Abstract BAP1 inactivation, observed across multiple human cancers, is linked to immune checkpoint blockade (ICB) resistance and adverse clinical outcomes. The mechanisms underlying BAP1-associated ICB sensitivity could provide potential targets to enhance ICB efficacy. In this study, we showed that BAP1 inactivation fosters an immunosuppressive tumor microenvironment, marked by increased infiltration of M2-like macrophages and neutrophils. Single-cell transcriptomic analysis revealed an expansion of SPP1+ neutrophils in ICB-treated, BAP1-inactivated tumors. These SPP1+ neutrophils displayed a protumorigenic phenotype and conferred resistance to anti–PD-1 therapy by engaging with cytotoxic T cells via PD-1/PD-L1 signaling. Notably, depletion of neutrophils, but not macrophages, restored sensitivity to ICB in BAP1-inactivated tumors. Mechanistically, BAP1 loss significantly increased C-C motif chemokine ligand 2 (CCL2) secretion, driving neutrophil SPP1+ polarization, delaying neutrophil apoptosis, and promoting ICB resistance.
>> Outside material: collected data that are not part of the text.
//! Validated decision graph
//!
//! Validation and topological sorting happen once, in [`Document::new`].
//! After construction a document is never mutated.

use super::edge::{Edge, EdgeKind};
use super::node::{Node, NodeKind};
use crate::error::{CoreError, Result};
use std::collections::{HashMap, HashSet, VecDeque};

/// Immutable, validated decision graph
#[derive(Debug, Clone)]
pub struct Document {
    nodes: Vec<Node>,
    edges: Vec<Edge>,
    /// Node id -> index in `nodes`
    index: HashMap<String, usize>,
    /// Incoming edge indices per node, in edge declaration order
    incoming: Vec<Vec<usize>>,
    input: usize,
    outputs: Vec<usize>,
    /// Topological order of the nodes reachable from the input node
    order: Vec<usize>,
}

impl Document {
    /// Validate `nodes` and `edges` and build a document.
    ///
    /// Fails with [`CoreError::InvalidGraph`] when an id is duplicated, an edge
    /// references an unknown node, there is not exactly one input node, there
    /// is no output node, a switch branch names an unknown statement, or the
    /// graph contains a cycle.
    pub fn new(nodes: Vec<Node>, edges: Vec<Edge>) -> Result<Self> {
        let mut index = HashMap::with_capacity(nodes.len());
        for (i, node) in nodes.iter().enumerate() {
            if index.insert(node.id.clone(), i).is_some() {
                return Err(invalid(format!("duplicate node id '{}'", node.id)));
            }
        }

        let mut edge_ids = HashSet::with_capacity(edges.len());
        let mut incoming = vec![Vec::new(); nodes.len()];
        let mut outgoing = vec![Vec::new(); nodes.len()];

        for (i, edge) in edges.iter().enumerate() {
            if !edge_ids.insert(edge.id.as_str()) {
                return Err(invalid(format!("duplicate edge id '{}'", edge.id)));
            }
            let source = *index.get(&edge.source_id).ok_or_else(|| {
                invalid(format!(
                    "edge '{}' references unknown source node '{}'",
                    edge.id, edge.source_id
                ))
            })?;
            let target = *index.get(&edge.target_id).ok_or_else(|| {
                invalid(format!(
                    "edge '{}' references unknown target node '{}'",
                    edge.id, edge.target_id
                ))
            })?;
            validate_branch(&nodes[source], edge)?;
            outgoing[source].push(target);
            incoming[target].push(i);
        }

        let inputs: Vec<usize> = (0..nodes.len()).filter(|&i| nodes[i].is_input()).collect();
        let input = match inputs.as_slice() {
            [single] => *single,
            [] => return Err(invalid("document has no input node")),
            _ => {
                return Err(invalid(format!(
                    "document has {} input nodes, expected exactly one",
                    inputs.len()
                )))
            }
        };
        if !incoming[input].is_empty() {
            return Err(invalid(format!(
                "input node '{}' must not have incoming edges",
                nodes[input].id
            )));
        }

        let outputs: Vec<usize> = (0..nodes.len()).filter(|&i| nodes[i].is_output()).collect();
        if outputs.is_empty() {
            return Err(invalid("document has no output node"));
        }
        if let Some(&bad) = outputs.iter().find(|&&i| !outgoing[i].is_empty()) {
            return Err(invalid(format!(
                "output node '{}' must not have outgoing edges",
                nodes[bad].id
            )));
        }

        let sorted = topological_sort(&nodes, &incoming, &outgoing)?;
        let reachable = reachable_from(input, &outgoing);
        let order: Vec<usize> = sorted.into_iter().filter(|i| reachable.contains(i)).collect();

        for (i, node) in nodes.iter().enumerate() {
            if !reachable.contains(&i) {
                log::warn!(
                    "Node '{}' ({}) is not reachable from the input node and will never be evaluated",
                    node.id,
                    node.kind.type_name()
                );
            }
        }

        Ok(Self {
            nodes,
            edges,
            index,
            incoming,
            input,
            outputs,
            order,
        })
    }

    pub fn nodes(&self) -> &[Node] {
        &self.nodes
    }

    pub fn edges(&self) -> &[Edge] {
        &self.edges
    }

    pub fn node(&self, index: usize) -> &Node {
        &self.nodes[index]
    }

    pub fn node_by_id(&self, id: &str) -> Option<&Node> {
        self.index.get(id).map(|&i| &self.nodes[i])
    }

    pub fn node_index(&self, id: &str) -> Option<usize> {
        self.index.get(id).copied()
    }

    /// Index of the input node
    pub fn input(&self) -> usize {
        self.input
    }

    /// Indices of the output nodes, in declaration order
    pub fn outputs(&self) -> &[usize] {
        &self.outputs
    }

    /// Incoming edges of a node, in declaration order
    pub fn incoming(&self, node: usize) -> impl Iterator<Item = &Edge> {
        self.incoming[node].iter().map(move |&e| &self.edges[e])
    }

    /// Evaluation order: nodes reachable from the input, dependencies first
    pub fn evaluation_order(&self) -> &[usize] {
        &self.order
    }

    /// Keys of every decision this document references, in node order
    pub fn referenced_keys(&self) -> Vec<&str> {
        self.nodes
            .iter()
            .filter_map(|n| match &n.kind {
                NodeKind::DecisionRef(content) => Some(content.key.as_str()),
                _ => None,
            })
            .collect()
    }
}

fn invalid(message: impl Into<String>) -> CoreError {
    CoreError::InvalidGraph(message.into())
}

/// Edges leaving a switch must name one of its statements, and only switch
/// edges may carry a branch.
fn validate_branch(source: &Node, edge: &Edge) -> Result<()> {
    match (&source.kind, &edge.kind) {
        (NodeKind::Switch(content), EdgeKind::Branch(handle)) => {
            if content.statements.iter().any(|s| &s.id == handle) {
                Ok(())
            } else {
                Err(invalid(format!(
                    "edge '{}' leaves switch '{}' through unknown statement '{}'",
                    edge.id, source.id, handle
                )))
            }
        }
        (NodeKind::Switch(_), EdgeKind::Plain) => Err(invalid(format!(
            "edge '{}' leaves switch '{}' without naming a statement",
            edge.id, source.id
        ))),
        (_, EdgeKind::Branch(_)) | (_, EdgeKind::Plain) => Ok(()),
    }
}

/// Kahn's algorithm over the whole graph, seeded in declaration order so the
/// resulting order is stable for a given document.
fn topological_sort(
    nodes: &[Node],
    incoming: &[Vec<usize>],
    outgoing: &[Vec<usize>],
) -> Result<Vec<usize>> {
    let mut in_degree: Vec<usize> = incoming.iter().map(Vec::len).collect();
    let mut queue: VecDeque<usize> = (0..nodes.len()).filter(|&i| in_degree[i] == 0).collect();
    let mut sorted = Vec::with_capacity(nodes.len());

    while let Some(node) = queue.pop_front() {
        sorted.push(node);
        for &next in &outgoing[node] {
            in_degree[next] -= 1;
            if in_degree[next] == 0 {
                queue.push_back(next);
            }
        }
    }

    if sorted.len() < nodes.len() {
        let cyclic: Vec<&str> = (0..nodes.len())
            .filter(|&i| in_degree[i] > 0)
            .map(|i| nodes[i].id.as_str())
            .collect();
        return Err(invalid(format!(
            "cycle detected among nodes [{}]",
            cyclic.join(", ")
        )));
    }

    Ok(sorted)
}

fn reachable_from(start: usize, outgoing: &[Vec<usize>]) -> HashSet<usize> {
    let mut visited = HashSet::new();
    let mut queue = VecDeque::from([start]);

    while let Some(node) = queue.pop_front() {
        if !visited.insert(node) {
            continue;
        }
        queue.extend(outgoing[node].iter().copied().filter(|n| !visited.contains(n)));
    }

    visited
}

#[cfg(test)]
mod tests {
    use super::*;
    use crate::graph::node::{DecisionRefContent, SwitchContent, SwitchStatement};
    use crate::graph::HitPolicy;

    fn input(id: &str) -> Node {
        Node::new(id, id, NodeKind::Input)
    }

    fn output(id: &str) -> Node {
        Node::new(id, id, NodeKind::Output)
    }

    fn reference(id: &str, key: &str) -> Node {
        Node::new(
            id,
            id,
            NodeKind::DecisionRef(DecisionRefContent {
                key: key.to_string(),
            }),
        )
    }

    #[test]
    fn test_two_node_document() {
        let doc = Document::new(
            vec![input("input"), output("output")],
            vec![Edge::new("e1", "input", "output")],
        )
        .unwrap();

        assert_eq!(doc.node(doc.input()).id, "input");
        assert_eq!(doc.outputs().len(), 1);
        assert_eq!(doc.evaluation_order(), &[0, 1]);
    }

    #[test]
    fn test_order_respects_dependencies() {
        // declared out of order on purpose
        let doc = Document::new(
            vec![output("out"), reference("b", "b.json"), reference("a", "a.json"), input("in")],
            vec![
                Edge::new("e1", "in", "a"),
                Edge::new("e2", "a", "b"),
                Edge::new("e3", "b", "out"),
            ],
        )
        .unwrap();

        let ids: Vec<&str> = doc
            .evaluation_order()
            .iter()
            .map(|&i| doc.node(i).id.as_str())
            .collect();
        assert_eq!(ids, vec!["in", "a", "b", "out"]);
        assert_eq!(doc.referenced_keys(), vec!["b.json", "a.json"]);
    }

    #[test]
    fn test_unknown_edge_target() {
        let err = Document::new(
            vec![input("input"), output("output")],
            vec![Edge::new("e1", "input", "missing")],
        )
        .unwrap_err();
        assert!(err.to_string().contains("unknown target node 'missing'"));
    }

    #[test]
    fn test_duplicate_node_id() {
        let err = Document::new(vec![input("x"), output("x")], vec![]).unwrap_err();
        assert!(err.to_string().contains("duplicate node id"));
    }

    #[test]
    fn test_input_node_count() {
        let err = Document::new(vec![output("out")], vec![]).unwrap_err();
        assert!(err.to_string().contains("no input node"));

        let err = Document::new(vec![input("a"), input("b"), output("out")], vec![]).unwrap_err();
        assert!(err.to_string().contains("expected exactly one"));
    }

    #[test]
    fn test_missing_output_node() {
        let err = Document::new(vec![input("in")], vec![]).unwrap_err();
        assert!(err.to_string().contains("no output node"));
    }

    #[test]
    fn test_cycle_detected() {
        let err = Document::new(
            vec![input("in"), reference("a", "a"), reference("b", "b"), output("out")],
            vec![
                Edge::new("e1", "in", "a"),
                Edge::new("e2", "a", "b"),
                Edge::new("e3", "b", "a"),
                Edge::new("e4", "b", "out"),
            ],
        )
        .unwrap_err();
        match err {
            CoreError::InvalidGraph(message) => {
                assert!(message.contains("cycle"));
                assert!(message.contains('a') && message.contains('b'));
            }
            other => panic!("Expected InvalidGraph, got {:?}", other),
        }
    }

    #[test]
    fn test_switch_edges_need_known_statement() {
        let switch = Node::new(
            "sw",
            "Switch",
            NodeKind::Switch(SwitchContent {
                hit_policy: HitPolicy::First,
                statements: vec![SwitchStatement {
                    id: "s1".to_string(),
                    condition: None,
                }],
            }),
        );
        let nodes = vec![input("in"), switch, output("out")];

        let ok = Document::new(
            nodes.clone(),
            vec![
                Edge::new("e1", "in", "sw"),
                Edge::new("e2", "sw", "out").with_branch("s1"),
            ],
        );
        assert!(ok.is_ok());

        let unknown = Document::new(
            nodes.clone(),
            vec![
                Edge::new("e1", "in", "sw"),
                Edge::new("e2", "sw", "out").with_branch("s9"),
            ],
        );
        assert!(unknown.is_err());

        let plain = Document::new(
            nodes,
            vec![Edge::new("e1", "in", "sw"), Edge::new("e2", "sw", "out")],
        );
        assert!(plain.is_err());
    }

    #[test]
    fn test_unreachable_nodes_are_not_ordered() {
        let doc = Document::new(
            vec![input("in"), reference("orphan", "x"), output("out")],
            vec![Edge::new("e1", "in", "out"), Edge::new("e2", "orphan", "out")],
        )
        .unwrap();

        let ids: Vec<&str> = doc
            .evaluation_order()
            .iter()
            .map(|&i| doc.node(i).id.as_str())
            .collect();
        assert_eq!(ids, vec!["in", "out"]);
        assert_eq!(doc.incoming(2).count(), 2);
    }
}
This resistance could be significantly mitigated by targeting the CCL2–C-C chemokine receptor type 2 (CCR2) axis. These results underscore the role of BAP1 in modulating the immune landscape and suggest that targeting CCL2-CCR2–mediated neutrophil polarization may overcome ICB resistance in BAP1-inactivated tumors. Significance: BAP1 inactivation induces immunotherapy resistance and engenders an immunosuppressive microenvironment by enhancing CCL2 secretion and SPP1+ neutrophil polarization, which can be circumvented with CCL2-CCR2 inhibition to restore immune checkpoint blockade sensitivity.